If one looks through the list of the scientists involved, they were mostly Jews—starting with Oppenheimer, Teller, Niels Bohr, Fermi, Lise Meitner, Szilard and many others. Their zeal to help the Allies win over the Hitlerite evil motivated and inspired them to do the unthinkable: to harness the unknown, unexplored, vast force locked in the secret chambers of the atom!

Meanwhile, Germany slowed down its efforts to build the bomb, either because they did not have the resources or because, as some theorize today, some of her own scientists—including the leading German expert in nuclear science, Nobel Prize winner Werner Heisenberg—somehow sabotaged those monumental efforts. Hitler lost his enthusiasm for the project, and it was shelved. The world, and the Jews in it, were saved in that moment from total destruction.

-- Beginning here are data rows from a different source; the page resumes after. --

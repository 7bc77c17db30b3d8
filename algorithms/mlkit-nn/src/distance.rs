//! Distance metrics between two samples
//!
//! Every metric maps two points of equal length to a non-negative scalar and the distance of a
//! point to itself is zero. None of them checks the length of its arguments: the underlying
//! `Zip` panics if the points differ in length.
use std::fmt;

use mlkit::Float;
use ndarray::Zip;
#[cfg(feature = "serde")]
use serde_crate::{Deserialize, Serialize};

use crate::{NnError, Point};

/// A metric measuring how far apart two points are
///
/// Should satisfy the triangle inequality, so the squared Euclidean distance is not a metric.
pub trait Distance<F: Float> {
    /// Distance between `a` and `b`, panics if they are not of equal dimension
    fn distance(&self, a: Point<F>, b: Point<F>) -> F;

    /// Fast distance metric that keeps the order of the distance function
    fn rdistance(&self, a: Point<F>, b: Point<F>) -> F {
        self.distance(a, b)
    }

    /// Converts the result of `rdistance` to `distance`
    fn rdist_to_dist(&self, rdist: F) -> F {
        rdist
    }

    /// Checks the parameters of the metric
    fn validate(&self) -> Result<(), NnError> {
        Ok(())
    }
}

/// Manhattan distance, the sum of absolute differences
#[cfg_attr(
    feature = "serde",
    derive(Serialize, Deserialize),
    serde(crate = "serde_crate")
)]
#[derive(Debug, Clone, Copy, PartialEq, Eq, Default)]
pub struct L1Dist;
impl<F: Float> Distance<F> for L1Dist {
    fn distance(&self, a: Point<F>, b: Point<F>) -> F {
        Zip::from(&a)
            .and(&b)
            .fold(F::zero(), |acc, &a, &b| acc + (a - b).abs())
    }
}

/// Euclidean distance, the square root of the summed squared differences
#[cfg_attr(
    feature = "serde",
    derive(Serialize, Deserialize),
    serde(crate = "serde_crate")
)]
#[derive(Debug, Clone, Copy, PartialEq, Eq, Default)]
pub struct L2Dist;
impl<F: Float> Distance<F> for L2Dist {
    fn distance(&self, a: Point<F>, b: Point<F>) -> F {
        self.rdistance(a, b).sqrt()
    }

    fn rdistance(&self, a: Point<F>, b: Point<F>) -> F {
        Zip::from(&a).and(&b).fold(F::zero(), |acc, &a, &b| {
            let diff = a - b;
            acc + diff * diff
        })
    }

    fn rdist_to_dist(&self, rdist: F) -> F {
        rdist.sqrt()
    }
}

/// Chebyshev distance, the largest absolute difference
#[cfg_attr(
    feature = "serde",
    derive(Serialize, Deserialize),
    serde(crate = "serde_crate")
)]
#[derive(Debug, Clone, Copy, PartialEq, Eq, Default)]
pub struct LInfDist;
impl<F: Float> Distance<F> for LInfDist {
    fn distance(&self, a: Point<F>, b: Point<F>) -> F {
        Zip::from(&a)
            .and(&b)
            .fold(F::zero(), |acc, &a, &b| acc.max((a - b).abs()))
    }
}

/// Minkowski distance of order `p`
///
/// Generalizes the other metrics: `p = 1` is the Manhattan and `p = 2` the Euclidean distance,
/// with `p` going to infinity it approaches the Chebyshev distance.
#[cfg_attr(
    feature = "serde",
    derive(Serialize, Deserialize),
    serde(crate = "serde_crate")
)]
#[derive(Debug, Clone, Copy, PartialEq)]
pub struct LpDist<F>(pub(crate) F);

impl<F: Float> LpDist<F> {
    /// Create a Minkowski distance of order `p`
    ///
    /// Fails with [`NnError::InvalidMinkowskiP`] if `p` is smaller than one or not finite.
    pub fn new(p: F) -> Result<Self, NnError> {
        check_minkowski_p(p)?;

        Ok(LpDist(p))
    }

    /// The order of the distance
    pub fn p(&self) -> F {
        self.0
    }
}

impl<F: Float> Distance<F> for LpDist<F> {
    fn distance(&self, a: Point<F>, b: Point<F>) -> F {
        self.rdist_to_dist(self.rdistance(a, b))
    }

    fn rdistance(&self, a: Point<F>, b: Point<F>) -> F {
        Zip::from(&a)
            .and(&b)
            .fold(F::zero(), |acc, &a, &b| acc + (a - b).abs().powf(self.0))
    }

    fn rdist_to_dist(&self, rdist: F) -> F {
        rdist.powf(F::one() / self.0)
    }

    fn validate(&self) -> Result<(), NnError> {
        check_minkowski_p(self.0)
    }
}

fn check_minkowski_p<F: Float>(p: F) -> Result<(), NnError> {
    // also rejects NaN
    if p.is_finite() && p >= F::one() {
        Ok(())
    } else {
        Err(NnError::InvalidMinkowskiP(p.to_f64().unwrap_or(f64::NAN)))
    }
}

/// The provided metrics, selectable at runtime
///
/// The Minkowski variant holds an [`LpDist`], so its order was checked on construction.
#[cfg_attr(
    feature = "serde",
    derive(Serialize, Deserialize),
    serde(crate = "serde_crate")
)]
#[derive(Debug, Clone, Copy, PartialEq)]
#[non_exhaustive]
pub enum CommonDistance<F> {
    /// Manhattan distance
    L1Dist,
    /// Euclidean distance
    L2Dist,
    /// Chebyshev distance
    LInfDist,
    /// Minkowski distance
    LpDist(LpDist<F>),
}

impl<F: Float> CommonDistance<F> {
    /// Minkowski distance of order `p`, fails like [`LpDist::new`]
    pub fn minkowski(p: F) -> Result<Self, NnError> {
        LpDist::new(p).map(Self::LpDist)
    }
}

impl<F: Float> Distance<F> for CommonDistance<F> {
    fn distance(&self, a: Point<F>, b: Point<F>) -> F {
        match self {
            Self::L1Dist => L1Dist.distance(a, b),
            Self::L2Dist => L2Dist.distance(a, b),
            Self::LInfDist => LInfDist.distance(a, b),
            Self::LpDist(lp) => lp.distance(a, b),
        }
    }

    fn rdistance(&self, a: Point<F>, b: Point<F>) -> F {
        match self {
            Self::L1Dist => L1Dist.rdistance(a, b),
            Self::L2Dist => L2Dist.rdistance(a, b),
            Self::LInfDist => LInfDist.rdistance(a, b),
            Self::LpDist(lp) => lp.rdistance(a, b),
        }
    }

    fn rdist_to_dist(&self, rdist: F) -> F {
        match self {
            Self::L1Dist => L1Dist.rdist_to_dist(rdist),
            Self::L2Dist => L2Dist.rdist_to_dist(rdist),
            Self::LInfDist => LInfDist.rdist_to_dist(rdist),
            Self::LpDist(lp) => lp.rdist_to_dist(rdist),
        }
    }

    fn validate(&self) -> Result<(), NnError> {
        match self {
            Self::LpDist(lp) => lp.validate(),
            _ => Ok(()),
        }
    }
}

/// Wraps any function of two points as a metric
///
/// The function is trusted to behave like a metric, in particular to be non-negative and zero
/// for identical points.
///
/// ```
/// use mlkit_nn::distance::{CustomDist, Distance};
/// use ndarray::array;
///
/// // Canberra distance
/// let canberra = CustomDist::new(|a: ndarray::ArrayView1<f64>, b: ndarray::ArrayView1<f64>| {
///     a.iter()
///         .zip(b.iter())
///         .map(|(x, y)| (x - y).abs() / (x.abs() + y.abs()))
///         .sum::<f64>()
/// });
///
/// let a = array![1., 2.];
/// let b = array![3., 2.];
/// assert_eq!(canberra.distance(a.view(), b.view()), 0.5);
/// ```
#[derive(Clone, Copy)]
pub struct CustomDist<Func>(Func);

impl<Func> CustomDist<Func> {
    pub fn new<F: Float>(func: Func) -> Self
    where
        Func: Fn(Point<F>, Point<F>) -> F,
    {
        CustomDist(func)
    }
}

impl<Func> fmt::Debug for CustomDist<Func> {
    fn fmt(&self, f: &mut fmt::Formatter) -> fmt::Result {
        f.write_str("CustomDist")
    }
}

impl<F: Float, Func: Fn(Point<F>, Point<F>) -> F> Distance<F> for CustomDist<Func> {
    fn distance(&self, a: Point<F>, b: Point<F>) -> F {
        (self.0)(a, b)
    }
}
use std::error::Error;

use crate::{
    dataset::{DatasetBase, Records},
    traits::Fit,
};

/// A set of hyperparameters whose values have not been checked for validity. A reference to the
/// checked hyperparameters can only be obtained after checking has completed. If the `Fit` trait
/// has been implemented on the checked hyperparameters, it is also implemented on the unchecked
/// hyperparameters with the checking step done automatically.
///
/// The hyperparameter validation done in `check_ref()` and `check()` should be identical.
pub trait ParamGuard {
    /// The checked hyperparameters
    type Checked;
    /// Error type resulting from failed hyperparameter checking
    type Error: Error;

    /// Checks the hyperparameters and returns a reference to the checked hyperparameters if
    /// successful
    fn check_ref(&self) -> Result<&Self::Checked, Self::Error>;

    /// Checks the hyperparameters and returns the checked hyperparameters if successful
    fn check(self) -> Result<Self::Checked, Self::Error>;

    /// Calls `check()` and unwraps the result
    fn check_unwrap(self) -> Self::Checked
    where
        Self: Sized,
    {
        self.check().unwrap()
    }
}

/// Performs checking step and calls `fit` on the checked hyperparameters. If checking failed, the
/// checking error is converted to the original error type of `Fit` and returned.
impl<R: Records, T, E, P: ParamGuard> Fit<R, T, E> for P
where
    P::Checked: Fit<R, T, E>,
    E: Error + From<crate::error::Error> + From<P::Error>,
{
    type Object = <<P as ParamGuard>::Checked as Fit<R, T, E>>::Object;

    fn fit(&self, dataset: &DatasetBase<R, T>) -> Result<Self::Object, E> {
        let checked = self.check_ref()?;
        checked.fit(dataset)
    }
}
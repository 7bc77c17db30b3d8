//! `mlkit-datasets` provides the data sources of the `mlkit` toolkit.
//!
//! ## Current State
//!
//! * [`from_csv`]: load numeric samples and their integer labels from a CSV file
//! * [`generate`]: synthetic clusters around given centroids, for tests and examples
//!
//! ## Loading a dataset
//!
//! ```no_run
//! use mlkit_datasets::from_csv;
//!
//! // the file has a header line and the label is stored in the last column
//! let dataset = from_csv("iris.csv", true, None).unwrap();
//! let (train, test) = dataset.train_test_split(0.2, 41).unwrap();
//! ```
use std::fs::File;
use std::io;
use std::path::Path;

use csv::{ReaderBuilder, Trim};
use mlkit::Dataset;
use thiserror::Error;
use tracing::debug;

pub mod generate;

pub type Result<T> = std::result::Result<T, DatasetError>;

/// Error returned when a dataset can't be loaded
#[derive(Error, Debug)]
pub enum DatasetError {
    #[error("{0} is not a .csv file")]
    NotCsv(String),
    #[error(transparent)]
    Io(#[from] io::Error),
    #[error(transparent)]
    Csv(#[from] csv::Error),
    #[error("cell in line {line}, column {column} is not a finite number")]
    Parse { line: u64, column: usize },
    #[error("the file contains no labelled samples")]
    NoData,
    #[error(transparent)]
    Table(#[from] mlkit::Error),
}

/// Load a dataset from a CSV file
///
/// Every cell of the file has to be a finite number, surrounding whitespace is ignored. One column
/// holds the label of the sample, all other columns its features. The label column is either
/// given as `label_column` or defaults to the last column of the first data row. Labels are
/// truncated to integers and have to fit into an `i32`. Rows that are too short to contain a
/// label are skipped.
///
/// # Errors
///
/// * [`DatasetError::NotCsv`] if the path has no `.csv` extension
/// * [`DatasetError::Io`] if the file can't be opened
/// * [`DatasetError::Parse`] if a cell is not a finite number or a label is out of range
/// * [`DatasetError::NoData`] if no labelled row was found
/// * [`DatasetError::Table`] if the rows differ in their number of features
pub fn from_csv<P: AsRef<Path>>(
    path: P,
    has_header: bool,
    label_column: Option<usize>,
) -> Result<Dataset<f64, i32>> {
    let path = path.as_ref();
    if path.extension().map_or(true, |ext| ext != "csv") {
        return Err(DatasetError::NotCsv(path.display().to_string()));
    }

    let file = File::open(path)?;
    let mut reader = ReaderBuilder::new()
        .has_headers(has_header)
        .flexible(true)
        .trim(Trim::All)
        .from_reader(file);

    let mut rows = Vec::new();
    let mut labels = Vec::new();
    let mut label_column = label_column;

    for (idx, record) in reader.records().enumerate() {
        let record = record?;
        let line = record.position().map_or(idx as u64 + 1, |pos| pos.line());
        let label_idx =
            *label_column.get_or_insert_with(|| record.len().saturating_sub(1));

        let mut row = Vec::with_capacity(record.len());
        let mut label = None;
        for (column, cell) in record.iter().enumerate() {
            let value = cell
                .parse::<f64>()
                .ok()
                .filter(|value| value.is_finite())
                .ok_or(DatasetError::Parse { line, column })?;

            if column == label_idx {
                let truncated = value.trunc();
                if truncated < f64::from(i32::MIN) || truncated > f64::from(i32::MAX) {
                    return Err(DatasetError::Parse { line, column });
                }
                label = Some(truncated as i32);
            } else {
                row.push(value);
            }
        }

        if let Some(label) = label {
            rows.push(row);
            labels.push(label);
        }
    }

    if rows.is_empty() {
        return Err(DatasetError::NoData);
    }

    debug!(path = %path.display(), nsamples = rows.len(), "loaded csv file");

    Ok(Dataset::from_rows(rows, labels)?)
}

This, in my mind, was a miracle of no lesser proportion than the many other miracles of salvation in our history. So, during the Seder, we can sing in deep gratitude: "Vayifr'keinu mitzoreinu, ki l'olam chasdo," "And He delivered us from our oppressors, for His kindness is everlasting."

From Out of Disorder, Order (Seder): Chad Gadya, One Little Goat

The word "seder," which is not originally a Hebrew word, but Aramaic, has come to mean the night when we read the Haggadah. It means to "put things in order." This meaning is learned from such verses as Leviticus 1:7-8: "Aaron's sons shall place fire on the altar, and arrange (archu) wood on the fire. Aaron's sons shall then arrange the cut pieces (of the sacrifice). . . on top of the wood which is on the altar fire." The Targum translates "archu" as "vi'sadrun," which has the same root as the word "seder." In other words, "Seder" means to put things into their proper order, neatly arranged.

When we look objectively at the Haggadah we must admit that it represents a mass of seemingly unconnected passages and portions, jumping from one subject and style to another. There certainly seems to be no logical order nor symmetry. Its sections do not appear to be "neatly arranged," nor "put into their proper order." Why then the name "seder," if what we really encounter is a state of "no-seder"?

I think the true answer only comes at the very end of the Seder, in the popular song Chad Gadya:

If we look at each of the ten situations the song mentions separately, there is no way of knowing that they are connected to each other in any kind of order or logical sequence. What is so special about an ox drinking water? Similarly, there is nothing seemingly significant in a stick being burnt by fire, or a dog biting a cat. It is only when the author puts them all together that we discern a logical sequence, in which all of the insignificant steps in the "ladder" add up to one goal: Utopia, and the Messianic Era, when G-d finally smites the Angel of Death, and total peace reigns on earth. To reach that goal, we had to follow the seemingly unconnected steps linking the kid, the cat, the dog, the stick, and so forth. The same applies to the Hagaddah as a whole.

The lesson, I think, is that even seemingly disconnected incidents in our history—involving Jewish communities totally isolated from one another, the ups and downs in our fortunes, Golden Ages here, meager times elsewhere, migrations to this or that country, good children, bad children, loyalty, disloyalty through assimilation and so on—all move toward one destiny: the final, full redemption of the Jewish people.

And that is the message of Pesach, as embodied in the fifth cup of wine, the cup of the Prophet Elijah, the "Cup of Geulah."